Which forum can provide more effectively for complete resolution of the matters involved in the parties’ controversy

  1. The wife has the onus of establishing that Australia is the clearly inconvenient forum. She submits that complete relief is not available to her in Australia with respect to her proceedings under the Dowry Prohibition Act 1961 for returning wedding gifts and the proceedings under the Protection of Women from Domestic Violence Act 2005. She says whilst there is no bar to her continuing the proceedings in India if the Australian divorce is granted, she argues that complete relief isn’t available in Australia and having two sets of proceedings on foot would be oppressive in the sense referred to in Voth.

  2. The difficulty with this submission is that the proceedings in Australia will not involve a further cost to the parties given that as the jurisdictional elements are satisfied, the divorce order can be made in Chambers.

  3. There is no evidence that granting the husband’s divorce application will have any impact on the proceedings already on foot in India. Again, I note that the proceedings were not commenced at the same time which suggests they are not interconnected.

The order in which the proceedings were instituted

  1. The wife also relies on the fact that she initiated the proceedings first in time.

  2. The husband submits that whilst the wife’s divorce application was filed first in time he was not aware of those proceedings. He points out that the letters the wife annexes to her affidavit from the Consulate General of India in Melbourne go to the issue of attempted service and do not support the husband being on notice of the divorce application. The fact that she had filed other proceedings in December 2017, which she asserts the husband was aware of, does not assist.

  3. One factor to consider is the principle that a person who has regularly invoked proceedings has a prima facie right to have these proceedings determined in that forum. In this case, the wife filed her divorce application first in time. This is one factor to consider but it is not decisive.

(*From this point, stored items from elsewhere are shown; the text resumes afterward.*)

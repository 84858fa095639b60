//! Tests for report file output and retention.

use chrono::TimeZone;
use domain_pulse::output::{cleanup_old_reports, report_paths, validate_output_path, write_report};
use std::fs;
use std::path::Path;
use std::time::{Duration, SystemTime};

#[test]
fn test_write_and_read_back() {
    let temp_dir = tempfile::tempdir().unwrap();
    let path = temp_dir.path().join("domain_report_test.txt");

    write_report("hello report\n", &path).unwrap();

    let contents = fs::read_to_string(&path).unwrap();
    assert_eq!(contents, "hello report\n");
}

#[test]
fn test_write_creates_parent_dirs() {
    let temp_dir = tempfile::tempdir().unwrap();
    let nested = temp_dir.path().join("nested/dirs/domain_report_test.csv");

    write_report("a,b\n", &nested).unwrap();

    assert!(nested.exists());
}

#[test]
fn test_write_rejects_directory_path() {
    let temp_dir = tempfile::tempdir().unwrap();
    assert!(write_report("x", temp_dir.path()).is_err());
}

#[test]
fn test_validate_output_path_empty() {
    assert!(validate_output_path(Path::new("")).is_err());
}

#[test]
fn test_report_paths_pair() {
    let when = chrono::Local.with_ymd_and_hms(2025, 8, 7, 6, 30, 5).unwrap();
    let (txt, csv) = report_paths(Path::new("reports"), when);

    assert!(txt.to_str().unwrap().ends_with("domain_report_2025-08-07_063005.txt"));
    assert!(csv.to_str().unwrap().ends_with("domain_report_2025-08-07_063005.csv"));
}

#[test]
fn test_cleanup_removes_only_old_reports() {
    let temp_dir = tempfile::tempdir().unwrap();
    let dir = temp_dir.path();

    let old_report = dir.join("domain_report_2020-01-01_000000.txt");
    let fresh_report = dir.join("domain_report_2025-08-07_063000.txt");
    let unrelated = dir.join("notes.txt");
    fs::write(&old_report, "old").unwrap();
    fs::write(&fresh_report, "fresh").unwrap();
    fs::write(&unrelated, "keep me").unwrap();

    // Age the old report's mtime past the retention window
    let stale = SystemTime::now() - Duration::from_secs(40 * 86_400);
    set_mtime(&old_report, stale);

    let deleted = cleanup_old_reports(dir, 30).unwrap();

    assert_eq!(deleted, 1);
    assert!(!old_report.exists());
    assert!(fresh_report.exists());
    assert!(unrelated.exists());
}

#[test]
fn test_cleanup_missing_dir() {
    let temp_dir = tempfile::tempdir().unwrap();
    let missing = temp_dir.path().join("never_created");

    assert_eq!(cleanup_old_reports(&missing, 30).unwrap(), 0);
}

/// Set a file's modification time (test helper)
fn set_mtime(path: &Path, to: SystemTime) {
    let file = fs::OpenOptions::new().write(true).open(path).unwrap();
    file.set_times(fs::FileTimes::new().set_modified(to)).unwrap();
}
//! Report file management.
//!
//! This module handles everything that touches the output directory:
//! - timestamped filename pairs for each run
//! - validated, buffered report writes
//! - the retention sweep that deletes old reports

pub mod files;

// Re-export main functions
pub use files::{cleanup_old_reports, report_paths, validate_output_path, write_report};
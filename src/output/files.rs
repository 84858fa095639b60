//! Output directory plumbing: filenames, writes, retention.

use chrono::{DateTime, Local};
use log::{debug, info};
use std::fs::{self, File};
use std::io::{BufWriter, Write};
use std::path::{Path, PathBuf};
use std::time::{Duration, SystemTime};

use crate::utils::config::{REPORT_FILE_PREFIX, REPORT_TIMESTAMP_FORMAT};
use crate::utils::error::OutputError;

/// Timestamped output paths for one report run
///
/// # Returns
/// `(txt_path, csv_path)`, both under `dir`
pub fn report_paths(dir: &Path, generated_at: DateTime<Local>) -> (PathBuf, PathBuf) {
    let stamp = generated_at.format(REPORT_TIMESTAMP_FORMAT);
    let txt = dir.join(format!("{}{}.txt", REPORT_FILE_PREFIX, stamp));
    let csv = dir.join(format!("{}{}.csv", REPORT_FILE_PREFIX, stamp));
    (txt, csv)
}

/// Write report contents to a file
///
/// Creates parent directories as needed.
///
/// # Errors
/// * `OutputError::InvalidPath` - Empty path, or path is a directory
/// * `OutputError::WriteFailed` - I/O error during write
pub fn write_report(contents: &str, output_path: impl AsRef<Path>) -> Result<(), OutputError> {
    let output_path = output_path.as_ref();

    validate_output_path(output_path)?;

    if let Some(parent) = output_path.parent() {
        if !parent.exists() {
            debug!("Creating parent directories: {}", parent.display());
            fs::create_dir_all(parent).map_err(|e| {
                OutputError::InvalidPath(format!(
                    "Cannot create directory {}: {}",
                    parent.display(),
                    e
                ))
            })?;
        }
    }

    let file = File::create(output_path).map_err(OutputError::WriteFailed)?;
    let mut writer = BufWriter::new(file);
    writer.write_all(contents.as_bytes())?;
    writer.flush()?;

    info!(
        "Report written: {} ({} bytes)",
        output_path.display(),
        contents.len()
    );

    Ok(())
}

/// Validate that an output path is usable
pub fn validate_output_path(path: &Path) -> Result<(), OutputError> {
    if path.as_os_str().is_empty() {
        return Err(OutputError::InvalidPath("Path is empty".to_string()));
    }

    if path.exists() && path.is_dir() {
        return Err(OutputError::InvalidPath(format!(
            "Path is a directory: {}",
            path.display()
        )));
    }

    Ok(())
}

/// Delete report files older than the retention window
///
/// Only files whose name starts with the report prefix are considered;
/// anything else in the directory is left alone. A missing directory
/// counts as nothing to clean.
///
/// # Returns
/// Number of files deleted
pub fn cleanup_old_reports(dir: &Path, retention_days: u32) -> Result<usize, OutputError> {
    if !dir.exists() {
        return Ok(0);
    }

    let cutoff = SystemTime::now() - Duration::from_secs(u64::from(retention_days) * 86_400);
    let mut deleted = 0usize;

    for entry in fs::read_dir(dir)? {
        let entry = entry?;
        let path = entry.path();

        if !path.is_file() {
            continue;
        }

        let name = entry.file_name();
        let Some(name) = name.to_str() else { continue };
        if !name.starts_with(REPORT_FILE_PREFIX) {
            continue;
        }

        let modified = entry.metadata()?.modified()?;
        if modified < cutoff {
            fs::remove_file(&path)?;
            deleted += 1;
            info!("Deleted old report: {}", name);
        }
    }

    if deleted > 0 {
        info!("Cleanup complete: {} old files removed", deleted);
    } else {
        info!("Cleanup complete: no old files to remove");
    }

    Ok(deleted)
}
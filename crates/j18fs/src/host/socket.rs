//! Host push socket.
//!
//! The host streams JSON frames over a websocket, one top-level key per frame
//! (`connected`, `current`, `event`, `plugin`, ...). Only `plugin` frames are
//! forwarded to the message router.

use std::time::Duration;

use async_trait::async_trait;
use serde::Deserialize;
use tracing::info;
use tracing::trace;
use tracing::warn;
use url::Url;

use super::router::PluginMessage;
use super::router::PluginMessageSender;

#[derive(Debug, thiserror::Error)]
pub enum SocketError {
    #[cfg(feature = "push_socket")]
    #[error("websocket error: {0}")]
    WebSocket(#[from] tokio_tungstenite::tungstenite::Error),

    #[error("invalid push socket URL: {0}")]
    Url(String),

    #[error("push socket is not connected")]
    NotConnected,
}

/// Derive the push socket URL (`ws[s]://<host>/<prefix>/sockjs/websocket`).
pub fn socket_url(base: &Url) -> Result<Url, SocketError> {
    let mut url = base.clone();
    let scheme = match base.scheme() {
        "http" => "ws",
        "https" => "wss",
        other => return Err(SocketError::Url(format!("unsupported scheme '{}'", other))),
    };
    url.set_scheme(scheme)
        .map_err(|_| SocketError::Url(base.to_string()))?;

    if !url.path().ends_with('/') {
        let path = format!("{}/", url.path());
        url.set_path(&path);
    }
    url.join("sockjs/websocket")
        .map_err(|e| SocketError::Url(e.to_string()))
}

#[derive(Debug, Deserialize)]
struct SocketFrame {
    #[serde(default)]
    plugin: Option<PluginMessage>,
}

/// Extract the plugin message from a socket frame, if it carries one.
pub fn parse_frame(text: &str) -> Option<PluginMessage> {
    match serde_json::from_str::<SocketFrame>(text) {
        Ok(frame) => frame.plugin,
        Err(e) => {
            trace!("Skipping unparseable push frame: {}", e);
            None
        }
    }
}

/// Trait for push socket operations
///
/// This trait allows for mocking the socket for testing purposes
#[async_trait]
pub trait PushClient: Send {
    /// Open the socket
    async fn connect(&mut self) -> Result<(), SocketError>;

    /// Wait for the next text frame
    ///
    /// Returns None once the socket has closed
    async fn next_frame(&mut self) -> Option<String>;
}

/// Forward plugin messages from `client` into `tx`, reopening the socket after
/// `reconnect_delay` whenever it closes. Returns once the router is gone.
pub async fn run_push_socket<C: PushClient>(
    mut client: C,
    tx: PluginMessageSender,
    reconnect_delay: Duration,
) {
    loop {
        match client.connect().await {
            Ok(()) => {
                info!("Push socket connected");
                while let Some(frame) = client.next_frame().await {
                    let Some(msg) = parse_frame(&frame) else {
                        continue;
                    };
                    if tx.send(msg).await.is_err() {
                        info!("Message router gone, closing push socket");
                        return;
                    }
                }
                warn!("Push socket closed");
            }
            Err(e) => warn!("Push socket connection failed: {}", e),
        }

        if tx.is_closed() {
            return;
        }
        tokio::time::sleep(reconnect_delay).await;
    }
}

/// Push client over a raw websocket
#[cfg(feature = "push_socket")]
pub struct WebSocketPushClient {
    url: Url,
    stream: Option<
        tokio_tungstenite::WebSocketStream<
            tokio_tungstenite::MaybeTlsStream<tokio::net::TcpStream>,
        >,
    >,
}

#[cfg(feature = "push_socket")]
impl WebSocketPushClient {
    pub fn new(url: Url) -> Self {
        Self { url, stream: None }
    }
}

#[cfg(feature = "push_socket")]
#[async_trait]
impl PushClient for WebSocketPushClient {
    async fn connect(&mut self) -> Result<(), SocketError> {
        info!("Connecting to push socket: {}", self.url);
        let (ws, _) = tokio_tungstenite::connect_async(self.url.as_str()).await?;
        self.stream = Some(ws);
        Ok(())
    }

    async fn next_frame(&mut self) -> Option<String> {
        use futures_util::SinkExt;
        use futures_util::StreamExt;
        use tokio_tungstenite::tungstenite::Message as Msg;

        let ws = self.stream.as_mut()?;
        loop {
            match ws.next().await {
                Some(Ok(Msg::Text(text))) => return Some(text.as_str().to_string()),
                Some(Ok(Msg::Ping(data))) => {
                    let _ = ws.send(Msg::Pong(data)).await;
                }
                Some(Ok(Msg::Close(_))) | None => break,
                Some(Err(e)) => {
                    warn!("Push socket error: {}", e);
                    break;
                }
                Some(Ok(_)) => {}
            }
        }

        self.stream = None;
        None
    }
}

/// Mock push client for testing
#[cfg(test)]
#[derive(Debug, Default)]
pub struct MockPushClient {
    /// Frames served on each successful connection, in order
    pub sessions: std::collections::VecDeque<Vec<String>>,
    current: std::collections::VecDeque<String>,
    /// Number of upcoming connect() calls that fail
    pub failing_connects: usize,
    pub connects: std::sync::Arc<std::sync::atomic::AtomicUsize>,
}

#[cfg(test)]
#[async_trait]
impl PushClient for MockPushClient {
    async fn connect(&mut self) -> Result<(), SocketError> {
        self.connects
            .fetch_add(1, std::sync::atomic::Ordering::SeqCst);
        if self.failing_connects > 0 {
            self.failing_connects -= 1;
            return Err(SocketError::NotConnected);
        }
        self.current = self.sessions.pop_front().unwrap_or_default().into();
        Ok(())
    }

    async fn next_frame(&mut self) -> Option<String> {
        self.current.pop_front()
    }
}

  4. In Sankil and Sankil the wife had obtained an injunction in the Indian court directed to the husband restraining him from continuing his application for divorce in Australia. The husband breached that injunction. That is not the case here.

The stage at which the proceedings have reached

  1. It is relevant to consider the stage of the proceedings and the costs incurred as well as the connections of the parties and their marriage with each of the jurisdictions. I do not have evidence with respect to this although I observe some of the wife’s applications in India commenced in 2017. The wife says the husband has been obstructive and refuses to engage in those proceedings.

  2. The Australian proceedings can be finalised without the need for a further court appearance.

The costs that have been incurred by the parties

  1. Neither party has addressed this.

The connection with the parties and their marriage with each of the jurisdictions

  1. The parties met in Australia. They returned to India to get married. The wife argues that by getting married in India the parties intended to be bound by Hindu matrimonial and customary laws under the Hindu Marriage Act 1955. (Both parties are Hindus.) The wife annexes Facebook exchanges dated … 2016 between the parties where the husband mentions wanting a “roka” which is a free wedding ceremony and that he also demanded dowry in the form of a motor vehicle.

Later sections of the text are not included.